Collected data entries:
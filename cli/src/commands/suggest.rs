use anyhow::Result;
use tabled::{
    Table, Tabled,
    settings::{Alignment, Modify, Style, object::Columns},
};

use brewlog_core::BrewService;
use brewlog_core::db::Database;
use brewlog_core::methods::{all_methods, calculate_ratio, lookup};
use brewlog_core::models::{BrewMethod, BrewParams};

use crate::openai::OpenAiClient;

use super::helpers::{exit_if_not_found, fmt_num, print_suggestion};

pub(crate) async fn cmd_suggest(
    svc: &BrewService<Database>,
    provider: &OpenAiClient,
    bean: &str,
    method: &str,
    offline: bool,
    json: bool,
) -> Result<()> {
    let bean = svc
        .resolve_bean(bean)
        .map_err(|e| exit_if_not_found(e, json))?;
    let method: BrewMethod = method.parse()?;

    if offline {
        svc.reconciler().observe(false);
    }
    let suggestion = svc.suggestion_for_bean(provider, &bean.id, method).await?;

    if json {
        println!("{}", serde_json::to_string_pretty(&suggestion)?);
    } else {
        println!("Bean: {}", bean.name);
        print_suggestion(&suggestion);
    }
    Ok(())
}

pub(crate) fn cmd_ratio(
    method: &str,
    dose: Option<f64>,
    yield_g: Option<f64>,
    water: Option<f64>,
    json: bool,
) -> Result<()> {
    let info = lookup(method)?;
    let params = BrewParams {
        dose_g: dose,
        yield_g,
        water_ml: water,
        ..Default::default()
    };
    let ratio = calculate_ratio(info.method, &params);

    if json {
        println!("{}", serde_json::to_string_pretty(&ratio)?);
    } else {
        println!("{} ({}): {}", info.name, ratio.label, ratio.value);
    }
    Ok(())
}

pub(crate) fn cmd_methods(json: bool) -> Result<()> {
    let methods = all_methods();

    if json {
        println!("{}", serde_json::to_string_pretty(methods)?);
        return Ok(());
    }

    #[derive(Tabled)]
    struct MethodRow {
        #[tabled(rename = "Key")]
        key: String,
        #[tabled(rename = "Name")]
        name: String,
        #[tabled(rename = "Ratio")]
        ratio: String,
        #[tabled(rename = "Time")]
        time: String,
        #[tabled(rename = "Water (ml)")]
        water: String,
        #[tabled(rename = "Fields")]
        fields: String,
    }

    let rows: Vec<MethodRow> = methods
        .iter()
        .map(|m| {
            let suffix = m.time_unit.suffix();
            MethodRow {
                key: m.method.key().to_string(),
                name: m.name.to_string(),
                ratio: m.ratio_label.to_string(),
                time: format!(
                    "{}-{}{suffix}",
                    fmt_num(m.time_range.min),
                    fmt_num(m.time_range.max)
                ),
                water: m.water_range.map_or_else(
                    || "-".to_string(),
                    |r| format!("{}-{}", fmt_num(r.min), fmt_num(r.max)),
                ),
                fields: m
                    .fields
                    .iter()
                    .map(|f| {
                        if f.is_optional() {
                            format!("{}?", f.key())
                        } else {
                            f.key().to_string()
                        }
                    })
                    .collect::<Vec<_>>()
                    .join(", "),
            }
        })
        .collect();

    let table = Table::new(&rows)
        .with(Style::rounded())
        .with(Modify::new(Columns::new(3..5)).with(Alignment::right()))
        .to_string();
    println!("{table}");
    Ok(())
}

Exercise aim:
Please show the lines in the entries above that hold the string "Style".

Answer section:
    settings::{Alignment, Modify, Style, object::Columns},
        .with(Style::rounded())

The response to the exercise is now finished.